The USD/CAD currency pair remains in the spotlight as wider market forces and economic fundamentals dictate investor attitude. Global risk appetite, commodities prices, and monetary policy expectations of the Federal Reserve and the Bank of Canada have been key drivers in recent changes. Other factors include oil prices, as they tend to influence the Canadian Dollar because Canada is a top oil producer, that are currently directing the pair’s overall trajectory.
USD/CAD DAILY PRICE CHART

CHART SOURCE: TradingView
At the same time, investors are also watching closely for upcoming releases of economic data such as inflation rates, employment reports, and central bank statements from both nations. All these help support continued volatility and uncertainty across currency markets as the traders move to adjust their positions in line with changing economic signals and geopolitical events. The interaction between the global safe-haven status of the US Dollar and the commodity-linked dynamics of the Canadian Dollar continue to be a primary propellant for the pair.
TECHNICAL ANALYSIS
USD/CAD is under pressure in a defined bearish channel on the daily chart. The pair is below the nine-day Exponential Moving Average (EMA), which reflects poor short-term momentum. The 14-day Relative Strength Index (RSI) is just above the 30 level, which means the bearish slope is still in place but is reaching oversold levels. A dramatic drop below the recent low at 1.3634 would precipitate deeper losses, and any rally would encounter initial resistance at the nine-day EMA of 1.3695, followed by the channel’s upper edge at 1.3720.

FORECAST
USD/CAD could drop below the crucial support level of 1.3634, leaving the pair vulnerable to further losses towards 1.3450. Ongoing selling pressure could later even drive the price down to 1.3419, levels last witnessed in February 2024. Weaker US Dollar sentiment, more robust Canadian economic news, or higher oil prices could potentially speed up this falling path.
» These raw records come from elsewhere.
use std::sync::Arc;
use std::time::Duration;

use anyhow::Result;
use clap::{Parser, Subcommand};

use autopilot::ci::{CiStatusEvaluator, GhCliProvider, StatusOptions};
use autopilot::config::AutopilotConfig;
use autopilot::events::{EventStore, EventType};
use autopilot::lifecycle::{EventQuery, LifecycleProjector, SortOrder};
use autopilot::worker::{DispatchResult, ProcessWorkerRunner, WorkerSupervisor};
use autopilot::AdmissionController;

#[derive(Parser)]
#[command(name = "autopilot")]
#[command(about = "Coordinates autonomous coding workers, one per GitHub issue")]
#[command(
    long_about = "Autopilot tracks worker and pull-request lifecycles in an append-only \
                  event log, bounds worker concurrency, and decides whether PRs are safe \
                  to merge from live CI and review state."
)]
struct Cli {
    #[command(subcommand)]
    command: Commands,
}

#[derive(Subcommand)]
enum Commands {
    /// Display active workers, pending PRs, and event log statistics
    Status,
    /// List recorded workflow events
    Events {
        /// Filter by event type (wire name, e.g. worker.start)
        #[arg(long = "type")]
        event_type: Option<String>,
        /// Filter by issue number
        #[arg(long)]
        issue: Option<u64>,
        /// Filter by PR number
        #[arg(long)]
        pr: Option<u64>,
        /// Filter by feature id
        #[arg(long)]
        feature: Option<String>,
        /// Maximum events to show
        #[arg(long, default_value = "20")]
        limit: usize,
        /// Oldest first instead of newest first
        #[arg(long)]
        asc: bool,
    },
    /// Prune events older than the retention window
    Rotate {
        /// Retention window in days (defaults to the configured value)
        #[arg(long)]
        days: Option<u32>,
    },
    /// Reset the event log to empty (debug use)
    Clear,
    /// Evaluate CI status for a pull request
    Check {
        /// Pull request number
        pr: u64,
        /// Fail when non-required checks have failed
        #[arg(long)]
        strict: bool,
    },
    /// Check whether a pull request is ready to merge
    Ready {
        /// Pull request number
        pr: u64,
    },
    /// Poll until a PR's checks settle or the timeout elapses
    Wait {
        /// Pull request number
        pr: u64,
        /// Seconds between polls
        #[arg(long, default_value = "30")]
        interval: u64,
        /// Overall timeout in seconds
        #[arg(long, default_value = "1800")]
        timeout: u64,
    },
    /// Check admission against the concurrency ceiling
    Admit,
    /// Dispatch a worker for an issue (admission-checked, event-recorded)
    Run {
        /// Issue number to work on
        issue: u64,
        /// Prompt for the worker (defaults to a standard issue prompt)
        #[arg(long)]
        prompt: Option<String>,
    },
    /// Write a default autopilot.toml
    Init {
        /// Overwrite an existing autopilot.toml
        #[arg(long)]
        force: bool,
    },
}

fn main() -> Result<()> {
    let cli = Cli::parse();

    let _ = AutopilotConfig::load_env_file();
    let (config, validation) = AutopilotConfig::load()?;
    autopilot::telemetry::init_telemetry(&config.observability)?;

    if !validation.valid {
        for error in &validation.errors {
            eprintln!("⚠️  config: {error}");
        }
    }

    tokio::runtime::Runtime::new()?.block_on(run(cli, config))
}

async fn run(cli: Cli, config: AutopilotConfig) -> Result<()> {
    let store = EventStore::new(&config.events.path);

    match cli.command {
        Commands::Status => status_command(&store).await,
        Commands::Events {
            event_type,
            issue,
            pr,
            feature,
            limit,
            asc,
        } => events_command(&store, event_type, issue, pr, feature, limit, asc).await,
        Commands::Rotate { days } => {
            let days = days.unwrap_or(config.events.retention_days);
            let removed = store.rotate(days).await?;
            println!("🧹 Removed {removed} event(s) older than {days} days");
            Ok(())
        }
        Commands::Clear => {
            store.clear().await?;
            println!("🧹 Event log cleared");
            Ok(())
        }
        Commands::Check { pr, strict } => check_command(&config, pr, strict).await,
        Commands::Ready { pr } => ready_command(&config, pr).await,
        Commands::Wait {
            pr,
            interval,
            timeout,
        } => wait_command(&config, pr, interval, timeout).await,
        Commands::Admit => {
            let projector = LifecycleProjector::new(store.clone());
            let controller = AdmissionController::new(projector, config.max_concurrent_workers);
            let decision = controller.can_admit().await;
            if decision.admitted {
                println!(
                    "✅ Can admit: {}/{} workers active",
                    decision.active_workers, decision.max_concurrent
                );
            } else {
                println!(
                    "🛑 At capacity: {}/{} workers active",
                    decision.active_workers, decision.max_concurrent
                );
            }
            Ok(())
        }
        Commands::Run { issue, prompt } => run_worker_command(&config, store, issue, prompt).await,
        Commands::Init { force } => init_command(&config, force),
    }
}

async fn status_command(store: &EventStore) -> Result<()> {
    let projector = LifecycleProjector::new(store.clone());
    let stats = projector.stats().await;
    let active = projector.active_workers().await;
    let pending = projector.pending_prs().await;

    println!("📊 AUTOPILOT STATUS");
    println!("───────────────────");
    println!("Events recorded: {}", stats.total_events);
    if let (Some(oldest), Some(newest)) = (stats.oldest, stats.newest) {
        println!(
            "Log spans: {} → {}",
            oldest.format("%Y-%m-%d %H:%M:%S UTC"),
            newest.format("%Y-%m-%d %H:%M:%S UTC")
        );
    }

    println!("\n🤖 Active workers: {}", active.len());
    for event in &active {
        if let Some(issue) = event.data.issue {
            println!(
                "   • issue #{issue} (started {})",
                event.timestamp.format("%Y-%m-%d %H:%M:%S UTC")
            );
        }
    }

    println!("\n📋 Pending PRs: {}", pending.len());
    for event in &pending {
        if let Some(pr) = event.data.pr {
            println!(
                "   • PR #{pr} (opened {})",
                event.timestamp.format("%Y-%m-%d %H:%M:%S UTC")
            );
        }
    }

    if !stats.events_by_type.is_empty() {
        println!("\nEvents by type:");
        for (event_type, count) in &stats.events_by_type {
            println!("   {event_type}: {count}");
        }
    }
    Ok(())
}

#[allow(clippy::too_many_arguments)]
async fn events_command(
    store: &EventStore,
    event_type: Option<String>,
    issue: Option<u64>,
    pr: Option<u64>,
    feature: Option<String>,
    limit: usize,
    asc: bool,
) -> Result<()> {
    let types = match event_type {
        Some(name) => Some(vec![name
            .parse::<EventType>()
            .map_err(|e| anyhow::anyhow!(e))?]),
        None => None,
    };

    let projector = LifecycleProjector::new(store.clone());
    let query = EventQuery {
        types,
        issue,
        pr,
        feature_id: feature,
        limit: Some(limit),
        order: if asc {
            SortOrder::Ascending
        } else {
            SortOrder::Descending
        },
        ..Default::default()
    };

    let events = projector.query(&query).await;
    if events.is_empty() {
        println!("No matching events");
        return Ok(());
    }

    for event in events {
        let mut detail = String::new();
        if let Some(issue) = event.data.issue {
            detail.push_str(&format!(" issue=#{issue}"));
        }
        if let Some(pr) = event.data.pr {
            detail.push_str(&format!(" pr=#{pr}"));
        }
        if let Some(feature_id) = &event.data.feature_id {
            detail.push_str(&format!(" feature={feature_id}"));
        }
        if let Some(duration) = event.data.duration_ms {
            detail.push_str(&format!(" duration={duration}ms"));
        }
        if let Some(error) = &event.data.error {
            detail.push_str(&format!(" error={error:?}"));
        }
        println!(
            "{}  {}{}",
            event.timestamp.format("%Y-%m-%d %H:%M:%S"),
            event.event_type,
            detail
        );
    }
    Ok(())
}

async fn check_command(config: &AutopilotConfig, pr: u64, strict: bool) -> Result<()> {
    let evaluator = CiStatusEvaluator::new(Arc::new(GhCliProvider::new()));
    let status = evaluator
        .check_pr_status(
            pr,
            &config.required_checks,
            StatusOptions {
                fail_on_unrequired_failure: strict,
            },
        )
        .await;

    println!("{}", status.summary);
    if !status.failed.is_empty() {
        println!("❌ Failed: {}", status.failed.join(", "));
    }
    if !status.pending.is_empty() {
        println!("⏳ Pending: {}", status.pending.join(", "));
    }
    if !status.passed.is_empty() {
        println!("✅ Passed: {}", status.passed.join(", "));
    }
    Ok(())
}

async fn ready_command(config: &AutopilotConfig, pr: u64) -> Result<()> {
    let evaluator = CiStatusEvaluator::new(Arc::new(GhCliProvider::new()));
    let readiness = evaluator
        .is_pr_ready_to_merge(pr, &config.required_checks)
        .await;

    if readiness.ready {
        println!("✅ {}", readiness.reason);
    } else {
        println!("🛑 {}", readiness.reason);
    }
    Ok(())
}

async fn wait_command(config: &AutopilotConfig, pr: u64, interval: u64, timeout: u64) -> Result<()> {
    let evaluator = CiStatusEvaluator::new(Arc::new(GhCliProvider::new()));
    let outcome = evaluator
        .wait_for_pr_checks(
            pr,
            &config.required_checks,
            Duration::from_secs(interval),
            Duration::from_secs(timeout),
            |status| println!("   {}", status.summary),
        )
        .await;

    println!("{}", outcome.status.summary);
    if outcome.timed_out {
        println!("⏰ Gave up waiting; treat as still pending");
    }
    Ok(())
}

async fn run_worker_command(
    config: &AutopilotConfig,
    store: EventStore,
    issue: u64,
    prompt: Option<String>,
) -> Result<()> {
    let prompt = prompt.unwrap_or_else(|| {
        format!(
            "Work on GitHub issue #{issue}. Create a branch matching the pattern {} and open \
             a pull request when done.",
            config.branch_pattern
        )
    });

    let supervisor = WorkerSupervisor::new(
        store,
        Arc::new(ProcessWorkerRunner::claude_code()),
        config.clone(),
    );

    match supervisor.dispatch(issue, prompt).await? {
        DispatchResult::Rejected(decision) => {
            println!(
                "🛑 Rejected: {}/{} workers already active",
                decision.active_workers, decision.max_concurrent
            );
        }
        DispatchResult::Finished(outcome) => {
            if outcome.success {
                println!("✅ Worker finished for issue #{issue} ({}ms)", outcome.duration_ms);
            } else if outcome.timed_out {
                println!("⏰ Worker timed out for issue #{issue}");
            } else {
                println!(
                    "❌ Worker failed for issue #{issue} (exit code {:?})",
                    outcome.exit_code
                );
            }
        }
    }

    Ok(())
}

fn init_command(config: &AutopilotConfig, force: bool) -> Result<()> {
    let path = "autopilot.toml";
    if std::path::Path::new(path).exists() && !force {
        println!("⚠️  {path} already exists (use --force to overwrite)");
        return Ok(());
    }
    config.save_to_file(path)?;
    println!("📝 Wrote {path}");
    Ok(())
}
On the positive side, a continued recovery above the nine-day EMA at 1.3695 could mean a short-term reversal of the uptrend. A break above the upper edge of the descending channel at around 1.3720 might set the way for a move to the 50-day EMA at 1.3874. If buying pressure gains further, USD/CAD might try to reapproach the two-month high of 1.4016, which was last witnessed in mid-May.